From 05354c59399bfc33f2d8293e2cc24bf97ec5fcc9 Mon Sep 17 00:00:00 2001
From: Charles Hernandez <charlesdavidhernandez@gmail.com>
Date: Thu, 6 Nov 2025 20:43:06 +0000
Subject: [PATCH] early and better error for divisibility issues

Summary

Adding divisibility check for block and group quantization

Signed-off-by: HDCharles <charlesdavidhernandez@gmail.com>
---
 .../quantization/lifecycle/apply.py           | 126 +++++++-
 .../test_quantization/lifecycle/test_apply.py | 298 ++++++++++++++++++
 2 files changed, 422 insertions(+), 2 deletions(-)

diff --git a/src/compressed_tensors/quantization/lifecycle/apply.py b/src/compressed_tensors/quantization/lifecycle/apply.py
index 28c8a7b9..a3f40692 100644
--- a/src/compressed_tensors/quantization/lifecycle/apply.py
+++ b/src/compressed_tensors/quantization/lifecycle/apply.py
@@ -28,7 +28,10 @@
     initialize_module_for_quantization,
     is_attention_module,
 )
-from compressed_tensors.quantization.quant_args import QuantizationArgs
+from compressed_tensors.quantization.quant_args import (
+    QuantizationArgs,
+    QuantizationStrategy,
+)
 from compressed_tensors.quantization.quant_config import (
     QuantizationConfig,
     QuantizationStatus,
@@ -110,7 +113,10 @@ def load_pretrained_quantization_parameters(
 
 
 def apply_quantization_config(
-    model: Module, config: Union[QuantizationConfig, None], run_compressed: bool = False
+    model: Module,
+    config: Union[QuantizationConfig, None],
+    run_compressed: bool = False,
+    validate_group_or_block_size: bool = True,
 ):
     """
     Initializes the model for quantization in-place based on the given config.
@@ -120,6 +126,8 @@ def apply_quantization_config(
     :param config: quantization config
     :param run_compressed: Whether the model will be run in compressed mode or
         decompressed fully on load
+    :param validate_group_or_block_size: if True, validates that weight dimensions are
+        evenly divisible by group_size or block_structure.
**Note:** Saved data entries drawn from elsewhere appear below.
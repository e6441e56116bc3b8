use crate::error::{AppError, AppResult};
use serde::Deserialize;
use std::env;

/// Default character set for short codes: digits plus upper/lowercase letters.
pub const DEFAULT_CHARSET: &str = "0123456789ABCDEFGHIJKLMNOPQRSTUVWXYZabcdefghijklmnopqrstuvwxyz";

#[derive(Debug, Clone, Deserialize)]
pub struct Config {
    pub database: DatabaseConfig,
    pub cache: CacheConfig,
    pub codes: CodeConfig,
    pub pool: PoolConfig,
    pub monitor: MonitorConfig,
}

#[derive(Debug, Clone, Deserialize)]
pub struct DatabaseConfig {
    pub url: String,
    pub max_connections: u32,
    pub min_connections: u32,
}

/// Fast-store backend selection.
#[derive(Debug, Clone, Copy, PartialEq, Eq, Deserialize)]
#[serde(rename_all = "lowercase")]
pub enum CacheBackend {
    Redis,
    Memory,
}

#[derive(Debug, Clone, Deserialize)]
pub struct CacheConfig {
    pub url: String,
    pub backend: CacheBackend,
    pub max_connections: u32,
    pub default_ttl_seconds: u64,
    pub connect_timeout_seconds: u64,
    pub connect_base_delay_ms: u64,
}

#[derive(Debug, Clone, Deserialize)]
pub struct CodeConfig {
    pub charset: String,
    pub length: usize,
}

#[derive(Debug, Clone, Deserialize)]
pub struct PoolConfig {
    pub target_size: u64,
    pub min_size: u64,
    pub replenish_threshold: u64,
    pub generation_batch_size: usize,
    pub push_batch_size: usize,
}

#[derive(Debug, Clone, Deserialize)]
pub struct MonitorConfig {
    pub interval_seconds: u64,
    pub critical_threshold: u64,
}

fn env_parse<T: std::str::FromStr>(name: &str, default: &str) -> AppResult<T> {
    env::var(name)
        .unwrap_or_else(|_| default.to_string())
        .parse()
        .map_err(|_| AppError::Configuration(format!("Invalid {}", name)))
}

impl Config {
    /// Load configuration from environment variables
    pub fn from_env() -> AppResult<Self> {
        dotenvy::dotenv().ok();

        let redis_url =
            env::var("REDIS_URL").unwrap_or_else(|_| "redis://127.0.0.1:6379".to_string());
        let backend = match env::var("CACHE_BACKEND")
            .unwrap_or_else(|_| "redis".to_string())
            .to_lowercase()
            .as_str()
        {
            "redis" => CacheBackend::Redis,
            "memory" => CacheBackend::Memory,
            _ => {
                return Err(AppError::Configuration(
                    "CACHE_BACKEND must be 'redis' or 'memory'".to_string(),
                ))
            }
        };
        let cache_max_connections = env_parse("CACHE_MAX_CONNECTIONS", "10")?;
        let cache_default_ttl = env_parse("CACHE_DEFAULT_TTL_SECONDS", "3600")?;
        let connect_timeout = env_parse("STORE_CONNECT_TIMEOUT_SECONDS", "5")?;
        let connect_base_delay = env_parse("STORE_CONNECT_BASE_DELAY_MS", "1000")?;

        // The memory backend runs without a database, so DATABASE_URL is
        // only mandatory for the redis backend.
        let database_url = match env::var("DATABASE_URL") {
            Ok(url) => url,
            Err(_) if backend == CacheBackend::Memory => String::new(),
            Err(_) => return Err(AppError::MissingEnvVar("DATABASE_URL".to_string())),
        };
        let db_max_connections = env_parse("DB_MAX_CONNECTIONS", "10")?;
        let db_min_connections = env_parse("DB_MIN_CONNECTIONS", "1")?;

        let charset = env::var("CODE_CHARSET").unwrap_or_else(|_| DEFAULT_CHARSET.to_string());
        let code_length = env_parse("CODE_LENGTH", "5")?;

        let target_size = env_parse("POOL_TARGET_SIZE", "1000000")?;
        let min_size = env_parse("POOL_MIN_SIZE", "10000")?;
        let replenish_threshold = env_parse("POOL_REPLENISH_THRESHOLD", "5000")?;
        let generation_batch_size = env_parse("POOL_GENERATION_BATCH_SIZE", "50000")?;
        let push_batch_size = env_parse("POOL_PUSH_BATCH_SIZE", "1000")?;

        let interval_seconds = env_parse("MONITOR_INTERVAL_SECONDS", "60")?;
        let critical_threshold = env_parse("POOL_CRITICAL_THRESHOLD", "1000")?;

        let config = Config {
            database: DatabaseConfig {
                url: database_url,
                max_connections: db_max_connections,
                min_connections: db_min_connections,
            },
            cache: CacheConfig {
                url: redis_url,
                backend,
                max_connections: cache_max_connections,
                default_ttl_seconds: cache_default_ttl,
                connect_timeout_seconds: connect_timeout,
                connect_base_delay_ms: connect_base_delay,
            },
            codes: CodeConfig {
                charset,
                length: code_length,
            },
            pool: PoolConfig {
                target_size,
                min_size,
                replenish_threshold,
                generation_batch_size,
                push_batch_size,
            },
            monitor: MonitorConfig {
                interval_seconds,
                critical_threshold,
            },
        };

        // Validate configuration
        config.validate()?;

        Ok(config)
    }

    /// Validate configuration values
    pub fn validate(&self) -> AppResult<()> {
        // Validate database settings
        if self.database.min_connections > self.database.max_connections {
            return Err(AppError::Configuration(
                "DB_MIN_CONNECTIONS cannot be greater than DB_MAX_CONNECTIONS".to_string(),
            ));
        }

        // Validate code-space settings
        if self.codes.length < 3 || self.codes.length > 16 {
            return Err(AppError::Configuration(
                "CODE_LENGTH must be between 3 and 16".to_string(),
            ));
        }

        if self.codes.charset.chars().count() < 2 {
            return Err(AppError::Configuration(
                "CODE_CHARSET must contain at least 2 characters".to_string(),
            ));
        }

        // nanoid caps the alphabet at 255 entries; anything beyond that
        // would panic inside code generation instead of failing here.
        if self.codes.charset.chars().count() > 255 {
            return Err(AppError::Configuration(
                "CODE_CHARSET must contain at most 255 characters".to_string(),
            ));
        }

        let unique: std::collections::HashSet<char> = self.codes.charset.chars().collect();
        if unique.len() != self.codes.charset.chars().count() {
            return Err(AppError::Configuration(
                "CODE_CHARSET must not contain duplicate characters".to_string(),
            ));
        }

        // Validate pool sizing: critical <= replenish <= min <= target
        if self.monitor.critical_threshold > self.pool.replenish_threshold {
            return Err(AppError::Configuration(
                "POOL_CRITICAL_THRESHOLD cannot exceed POOL_REPLENISH_THRESHOLD".to_string(),
            ));
        }

        if self.pool.replenish_threshold > self.pool.min_size {
            return Err(AppError::Configuration(
                "POOL_REPLENISH_THRESHOLD cannot exceed POOL_MIN_SIZE".to_string(),
            ));
        }

        if self.pool.min_size > self.pool.target_size {
            return Err(AppError::Configuration(
                "POOL_MIN_SIZE cannot exceed POOL_TARGET_SIZE".to_string(),
            ));
        }

        if self.pool.generation_batch_size == 0 || self.pool.push_batch_size == 0 {
            return Err(AppError::Configuration(
                "Pool batch sizes must be greater than 0".to_string(),
            ));
        }

        // Validate monitoring settings
        if self.monitor.interval_seconds == 0 {
            return Err(AppError::Configuration(
                "MONITOR_INTERVAL_SECONDS must be greater than 0".to_string(),
            ));
        }

        // Validate cache settings
        if self.cache.default_ttl_seconds == 0 {
            return Err(AppError::Configuration(
                "CACHE_DEFAULT_TTL_SECONDS must be greater than 0".to_string(),
            ));
        }

        Ok(())
    }
}

#[cfg(test)]
mod tests {
    use super::*;

    fn test_config() -> Config {
        Config {
            database: DatabaseConfig {
                url: "postgresql://localhost/test".to_string(),
                max_connections: 10,
                min_connections: 1,
            },
            cache: CacheConfig {
                url: "redis://127.0.0.1".to_string(),
                backend: CacheBackend::Redis,
                max_connections: 10,
                default_ttl_seconds: 3600,
                connect_timeout_seconds: 5,
                connect_base_delay_ms: 1000,
            },
            codes: CodeConfig {
                charset: DEFAULT_CHARSET.to_string(),
                length: 5,
            },
            pool: PoolConfig {
                target_size: 1_000_000,
                min_size: 10_000,
                replenish_threshold: 5_000,
                generation_batch_size: 50_000,
                push_batch_size: 1_000,
            },
            monitor: MonitorConfig {
                interval_seconds: 60,
                critical_threshold: 1_000,
            },
        }
    }

    #[test]
    fn test_default_config_is_valid() {
        assert!(test_config().validate().is_ok());
    }

    #[test]
    fn test_default_charset_size() {
        assert_eq!(DEFAULT_CHARSET.chars().count(), 62);
    }

    #[test]
    fn test_threshold_ordering_enforced() {
        let mut config = test_config();
        config.pool.replenish_threshold = config.pool.min_size + 1;
        assert!(config.validate().is_err());

        let mut config = test_config();
        config.monitor.critical_threshold = config.pool.replenish_threshold + 1;
        assert!(config.validate().is_err());

        let mut config = test_config();
        config.pool.min_size = config.pool.target_size + 1;
        assert!(config.validate().is_err());
    }

    #[test]
    fn test_code_length_bounds() {
        let mut config = test_config();
        config.codes.length = 2;
        assert!(config.validate().is_err());

        config.codes.length = 17;
        assert!(config.validate().is_err());

        config.codes.length = 3;
        assert!(config.validate().is_ok());
    }

    #[test]
    fn test_duplicate_charset_rejected() {
        let mut config = test_config();
        config.codes.charset = "aabc".to_string();
        assert!(config.validate().is_err());
    }

    #[test]
    fn test_oversized_charset_rejected() {
        // 300 distinct characters exceed the generator's alphabet limit.
        let mut config = test_config();
        config.codes.charset = (0..300u32)
            .filter_map(|i| char::from_u32(0x3041 + i))
            .collect();
        assert_eq!(config.codes.charset.chars().count(), 300);
        assert!(config.validate().is_err());

        // Exactly 255 is still fine.
        config.codes.charset = (0..255u32)
            .filter_map(|i| char::from_u32(0x3041 + i))
            .collect();
        assert_eq!(config.codes.charset.chars().count(), 255);
        assert!(config.validate().is_ok());
    }
}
Defaults to True.
     """
     from compressed_tensors.linear.compressed_linear import CompressedLinear
 
@@ -182,6 +190,11 @@ def apply_quantization_config(
 
         submodule.quantization_status = config.quantization_status
 
+    # Validate group/block size divisibility if enabled
+    if validate_group_or_block_size:
+        match_generator = match_named_modules(model, target_to_scheme, config.ignore)
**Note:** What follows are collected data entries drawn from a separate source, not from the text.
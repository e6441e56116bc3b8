//! Service startup, shutdown, and component wiring.
//!
//! Builds the generator, fast-store adapter, repository, pool manager, and
//! monitor once at startup and passes references explicitly. No global
//! state; every consumer gets its dependencies injected.

use crate::config::{CacheBackend, Config};
use crate::db::{CodeRepository, MemoryRepository, Repository};
use crate::error::AppResult;
use crate::generator::CodeGenerator;
use crate::manager::PoolManager;
use crate::monitor::PoolMonitor;
use crate::store::{MemoryStore, PoolStore, RedisStore};
use crate::store::redis::RedisStoreOptions;
use std::sync::Arc;
use std::time::Duration;
use tracing::{info, warn};

/// Construct the fast-store adapter for the configured backend. The redis
/// backend connects eagerly; total unavailability after retries is fatal.
pub async fn build_store(
    config: &Config,
    generator: Arc<CodeGenerator>,
) -> AppResult<Arc<dyn PoolStore>> {
    match config.cache.backend {
        CacheBackend::Redis => {
            let store = RedisStore::new(
                &config.cache.url,
                config.cache.max_connections,
                generator,
                RedisStoreOptions {
                    default_ttl_seconds: config.cache.default_ttl_seconds,
                    push_batch_size: config.pool.push_batch_size,
                    low_water_mark: config.pool.replenish_threshold,
                    connect_timeout: Duration::from_secs(config.cache.connect_timeout_seconds),
                    connect_base_delay: Duration::from_millis(config.cache.connect_base_delay_ms),
                },
            )?;
            store.connect().await?;
            Ok(Arc::new(store))
        }
        CacheBackend::Memory => {
            info!("using in-memory fast store");
            Ok(Arc::new(MemoryStore::new(
                generator,
                config.cache.default_ttl_seconds,
            )))
        }
    }
}

/// Connect the durable-store repository, optionally running migrations
/// first. With the memory backend this falls back to an in-process
/// repository so local runs need no database (and the migrate flag is a
/// no-op).
pub async fn build_repository(
    config: &Config,
    should_migrate: bool,
) -> AppResult<Arc<dyn CodeRepository>> {
    if config.cache.backend == CacheBackend::Memory {
        return Ok(Arc::new(MemoryRepository::new()));
    }

    let repository = Repository::new(
        &config.database.url,
        config.database.max_connections,
        config.database.min_connections,
    )
    .await?;

    if should_migrate {
        info!("Running database migrations...");
        repository.run_migrations().await?;
        info!("Migrations completed successfully");
    }

    Ok(Arc::new(repository))
}

/// Run the pool service: initialize the pool, start monitoring, and block
/// until a shutdown signal arrives.
pub async fn run_service(config: Config, should_migrate: bool) -> AppResult<()> {
    info!("Starting linkpool service...");

    let generator = Arc::new(CodeGenerator::new(&config.codes));

    info!("Connecting to fast store...");
    let store = build_store(&config, generator.clone()).await?;

    info!("Connecting to database...");
    let repository = build_repository(&config, should_migrate).await?;

    let manager = Arc::new(PoolManager::new(
        store.clone(),
        repository,
        generator,
        config.pool.clone(),
    ));

    info!("Initializing short-code pool...");
    manager.initialize().await?;

    let monitor = Arc::new(PoolMonitor::new(manager, config.monitor.clone()));
    monitor.clone().start_monitoring().await;

    info!("linkpool service running");
    shutdown_signal().await;

    info!("Shutting down...");
    monitor.stop_monitoring().await;
    store.disconnect();

    let snapshot = monitor.metrics_snapshot().await;
    info!(
        total_retrievals = snapshot.total_retrievals,
        fallback_retrievals = snapshot.fallback_retrievals,
        replenishments = snapshot.replenishments,
        "final pool metrics"
    );

    info!("Service shutdown complete");
    Ok(())
}

/// Create a future that resolves when a shutdown signal is received.
///
/// On Unix-like systems, this listens for both Ctrl+C (SIGINT) and SIGTERM.
/// On other platforms, it only listens for Ctrl+C.
///
/// # Panics
///
/// Panics if signal handler installation fails. This is intentional because
/// signal handler failures are unrecoverable system-level errors that
/// indicate the OS cannot deliver shutdown signals, making graceful
/// shutdown impossible.
async fn shutdown_signal() {
    let ctrl_c = async {
        tokio::signal::ctrl_c()
            .await
            .expect("failed to install Ctrl+C handler");
    };

    #[cfg(unix)]
    let terminate = async {
        tokio::signal::unix::signal(tokio::signal::unix::SignalKind::terminate())
            .expect("failed to install signal handler")
            .recv()
            .await;
    };

    #[cfg(unix)]
    tokio::select! {
        _ = ctrl_c => {},
        _ = terminate => {},
    }

    #[cfg(not(unix))]
    ctrl_c.await;

    warn!("shutdown signal received");
}

#[cfg(test)]
mod tests {
    use super::*;
    use crate::config::{
        CacheConfig, CodeConfig, DatabaseConfig, MonitorConfig, PoolConfig, DEFAULT_CHARSET,
    };

    fn memory_config() -> Config {
        Config {
            database: DatabaseConfig {
                url: String::new(),
                max_connections: 10,
                min_connections: 1,
            },
            cache: CacheConfig {
                url: String::new(),
                backend: CacheBackend::Memory,
                max_connections: 10,
                default_ttl_seconds: 3600,
                connect_timeout_seconds: 5,
                connect_base_delay_ms: 100,
            },
            codes: CodeConfig {
                charset: DEFAULT_CHARSET.to_string(),
                length: 5,
            },
            pool: PoolConfig {
                target_size: 100,
                min_size: 10,
                replenish_threshold: 5,
                generation_batch_size: 50,
                push_batch_size: 25,
            },
            monitor: MonitorConfig {
                interval_seconds: 60,
                critical_threshold: 2,
            },
        }
    }

    #[tokio::test]
    async fn test_memory_backend_wires_without_database() {
        let config = memory_config();
        let generator = Arc::new(CodeGenerator::new(&config.codes));

        let store = build_store(&config, generator).await.unwrap();
        assert!(store.is_connected());

        // The migrate flag is a no-op for the in-process repository.
        let repository = build_repository(&config, true).await.unwrap();
        assert!(repository.is_connected());
        repository.health_check().await.unwrap();
    }
}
+        _validate_group_or_block_size(match_generator)
+
 
 def _apply_kv_cache_scheme(
     model: torch.nn.Module,
@@ -258,3 +271,112 @@ def _scheme_from_targets(
     # return the first scheme (the prioritized one,
     # since the order of target_to_scheme matters)
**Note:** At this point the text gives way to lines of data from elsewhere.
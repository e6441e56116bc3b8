//! Stateless short-code generation and code-space statistics.

use crate::config::CodeConfig;
use serde::Serialize;
use std::collections::HashSet;
use tracing::warn;

/// Draw attempts allowed per requested code before giving up.
const ATTEMPT_FACTOR: usize = 10;

/// Progress report emitted after each generation chunk.
#[derive(Debug, Clone, Serialize)]
pub struct BatchProgress {
    pub chunk_index: usize,
    pub total_chunks: usize,
    pub generated_so_far: usize,
    pub percentage: f64,
}

/// Code-space statistics snapshot.
#[derive(Debug, Clone, Serialize)]
pub struct CodeSpaceStats {
    pub max_codes: f64,
    pub used_codes: u64,
    pub remaining_codes: f64,
    pub utilization_percentage: f64,
    pub collision_probability: f64,
}

/// Generates fixed-length short codes from a configured alphabet.
///
/// Pure functions over configuration plus randomness. Single calls carry no
/// uniqueness guarantee; batch calls deduplicate within the call and against
/// a caller-supplied exclusion set.
pub struct CodeGenerator {
    charset: Vec<char>,
    charset_index: HashSet<char>,
    length: usize,
}

impl CodeGenerator {
    pub fn new(config: &CodeConfig) -> Self {
        let charset: Vec<char> = config.charset.chars().collect();
        let charset_index = charset.iter().copied().collect();
        Self {
            charset,
            charset_index,
            length: config.length,
        }
    }

    pub fn length(&self) -> usize {
        self.length
    }

    /// Generate a single code: `length` independent uniform draws from the
    /// charset. No uniqueness guarantee.
    pub fn generate_one(&self) -> String {
        nanoid::format(nanoid::rngs::default, &self.charset, self.length)
    }

    /// Generate up to `count` unique codes, skipping anything in `exclude`.
    ///
    /// Gives up after `10 x count` draws so a nearly exhausted code space
    /// cannot loop forever. Callers must check the returned length; a short
    /// result is not an error.
    pub fn generate_many(&self, count: usize, exclude: &HashSet<String>) -> Vec<String> {
        let mut codes = Vec::with_capacity(count);
        let mut seen: HashSet<String> = HashSet::with_capacity(count);
        let max_attempts = count.saturating_mul(ATTEMPT_FACTOR);
        let mut attempts = 0;

        while codes.len() < count && attempts < max_attempts {
            attempts += 1;
            let code = self.generate_one();
            if exclude.contains(&code) || seen.contains(&code) {
                continue;
            }
            seen.insert(code.clone());
            codes.push(code);
        }

        if codes.len() < count {
            warn!(
                requested = count,
                generated = codes.len(),
                attempts,
                "code generation attempt budget exhausted, returning partial batch"
            );
        }

        codes
    }

    /// Generate `total_count` unique codes in chunks, yielding to the
    /// scheduler between chunks so a large population run does not starve
    /// other tasks. The exclusion set accumulates across chunks, so no
    /// duplicate crosses a chunk boundary.
    pub async fn generate_batch<F>(
        &self,
        total_count: usize,
        exclude: &HashSet<String>,
        chunk_size: usize,
        mut on_progress: F,
    ) -> Vec<String>
    where
        F: FnMut(BatchProgress),
    {
        let chunk_size = chunk_size.max(1);
        let total_chunks = total_count.div_ceil(chunk_size);
        let mut running_exclude = exclude.clone();
        let mut codes = Vec::with_capacity(total_count);

        for chunk_index in 0..total_chunks {
            let remaining = total_count - codes.len();
            let chunk = self.generate_many(remaining.min(chunk_size), &running_exclude);
            let shortfall = chunk.len() < remaining.min(chunk_size);

            running_exclude.extend(chunk.iter().cloned());
            codes.extend(chunk);

            on_progress(BatchProgress {
                chunk_index,
                total_chunks,
                generated_so_far: codes.len(),
                percentage: if total_count == 0 {
                    100.0
                } else {
                    codes.len() as f64 / total_count as f64 * 100.0
                },
            });

            // A short chunk means the attempt budget ran dry; later chunks
            // would only burn the same budget again.
            if shortfall {
                break;
            }

            tokio::task::yield_now().await;
        }

        codes
    }

    /// True iff `code` has exactly the configured length and every character
    /// belongs to the configured charset.
    pub fn is_valid_code(&self, code: &str) -> bool {
        code.chars().count() == self.length
            && code.chars().all(|c| self.charset_index.contains(&c))
    }

    /// Total size of the code space: `charset_len ^ length`.
    pub fn max_codes(&self) -> f64 {
        (self.charset.len() as f64).powi(self.length as i32)
    }

    /// Birthday-paradox approximation `1 - e^(-n(n-1)/2M)` of the chance
    /// that at least two of `issued_count` random codes collide. Saturates
    /// at 1 once the code space is exhausted.
    pub fn estimate_collision_probability(&self, issued_count: u64) -> f64 {
        let m = self.max_codes();
        let n = issued_count as f64;
        if n >= m {
            return 1.0;
        }
        1.0 - (-(n * (n - 1.0)) / (2.0 * m)).exp()
    }

    pub fn code_space_stats(&self, used_codes: u64) -> CodeSpaceStats {
        let max_codes = self.max_codes();
        CodeSpaceStats {
            max_codes,
            used_codes,
            remaining_codes: (max_codes - used_codes as f64).max(0.0),
            utilization_percentage: used_codes as f64 / max_codes * 100.0,
            collision_probability: self.estimate_collision_probability(used_codes),
        }
    }
}

#[cfg(test)]
mod tests {
    use super::*;
    use crate::config::DEFAULT_CHARSET;

    fn generator(charset: &str, length: usize) -> CodeGenerator {
        CodeGenerator::new(&CodeConfig {
            charset: charset.to_string(),
            length,
        })
    }

    fn default_generator() -> CodeGenerator {
        generator(DEFAULT_CHARSET, 5)
    }

    #[test]
    fn test_generate_one_is_valid() {
        let gen = default_generator();
        for _ in 0..100 {
            let code = gen.generate_one();
            assert!(gen.is_valid_code(&code), "invalid code: {}", code);
        }
    }

    #[test]
    fn test_generate_many_unique_and_valid() {
        let gen = default_generator();
        let codes = gen.generate_many(1000, &HashSet::new());

        assert_eq!(codes.len(), 1000);
        let unique: HashSet<&String> = codes.iter().collect();
        assert_eq!(unique.len(), codes.len());
        assert!(codes.iter().all(|c| gen.is_valid_code(c)));
    }

    #[test]
    fn test_generate_many_respects_exclusion() {
        // Space of 4 codes; exclude 2, ask for 4 -> at most 2 come back.
        let gen = generator("ab", 2);
        let exclude: HashSet<String> = ["aa".to_string(), "ab".to_string()].into();

        let codes = gen.generate_many(4, &exclude);

        assert!(codes.len() <= 2);
        assert!(codes.iter().all(|c| !exclude.contains(c)));
    }

    #[test]
    fn test_generate_many_partial_on_exhausted_space() {
        // 2^3 = 8 possible codes, request far more.
        let gen = generator("ab", 3);
        let codes = gen.generate_many(100, &HashSet::new());

        assert!(codes.len() <= 8);
        let unique: HashSet<&String> = codes.iter().collect();
        assert_eq!(unique.len(), codes.len());
    }

    #[tokio::test]
    async fn test_generate_batch_unique_across_chunks() {
        let gen = default_generator();
        let mut progress_calls = 0;

        let codes = gen
            .generate_batch(250, &HashSet::new(), 100, |p| {
                progress_calls += 1;
                assert_eq!(p.total_chunks, 3);
                assert!(p.percentage <= 100.0);
            })
            .await;

        assert_eq!(codes.len(), 250);
        assert_eq!(progress_calls, 3);
        let unique: HashSet<&String> = codes.iter().collect();
        assert_eq!(unique.len(), 250);
    }

    #[tokio::test]
    async fn test_generate_batch_honors_exclusion() {
        let gen = default_generator();
        let exclude: HashSet<String> = gen.generate_many(50, &HashSet::new()).into_iter().collect();

        let codes = gen.generate_batch(100, &exclude, 30, |_| {}).await;

        assert!(codes.iter().all(|c| !exclude.contains(c)));
    }

    #[test]
    fn test_is_valid_code() {
        let gen = generator("abc", 3);

        assert!(gen.is_valid_code("abc"));
        assert!(gen.is_valid_code("ccc"));
        assert!(!gen.is_valid_code("ab"));
        assert!(!gen.is_valid_code("abcd"));
        assert!(!gen.is_valid_code("abd"));
        assert!(!gen.is_valid_code(""));
    }

    #[test]
    fn test_collision_probability_monotonic() {
        let gen = generator("abcdefghijklmnopqrstuvwxyz", 3);
        let mut last = 0.0;
        for n in [0u64, 1, 10, 100, 1_000, 10_000, 17_576, 20_000] {
            let p = gen.estimate_collision_probability(n);
            assert!(p >= last, "probability decreased at n={}", n);
            assert!((0.0..=1.0).contains(&p));
            last = p;
        }
    }

    #[test]
    fn test_collision_probability_saturates() {
        let gen = generator("ab", 3);
        assert_eq!(gen.estimate_collision_probability(8), 1.0);
        assert_eq!(gen.estimate_collision_probability(1_000), 1.0);
    }

    #[test]
    fn test_code_space_stats_scenario() {
        // Lowercase-only, length 3: 26^3 = 17,576 codes. 100 used codes is
        // roughly 0.57% utilization.
        let gen = generator("abcdefghijklmnopqrstuvwxyz", 3);
        let stats = gen.code_space_stats(100);

        assert_eq!(stats.max_codes, 17_576.0);
        assert_eq!(stats.used_codes, 100);
        assert_eq!(stats.remaining_codes, 17_476.0);
        assert!((stats.utilization_percentage - 0.569).abs() < 0.01);
    }
}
     return target_to_scheme[targets[0]]
+
+
+def _validate_group_or_block_size(modules: list[tuple[str, Module]]) -> None:
+    """
+    Validates quantization parameter divisibility for all modules:
+    - GROUP strategy: weight columns must be evenly divisible by group_size
+    - BLOCK strategy: weight dimensions must be evenly divisible by block_structure
+
+    Raises a ValueError if validation fails, providing a comprehensive error
+    message with suggested fixes.
+
+    :param modules: List of (fqn, module) tuples to validate
+    :raises ValueError: If any module has dimension divisibility issues
+    """
+    problematic_layers = []
+
+    for fqn, module in modules:
+        issue = _check_module_divisibility(fqn, module)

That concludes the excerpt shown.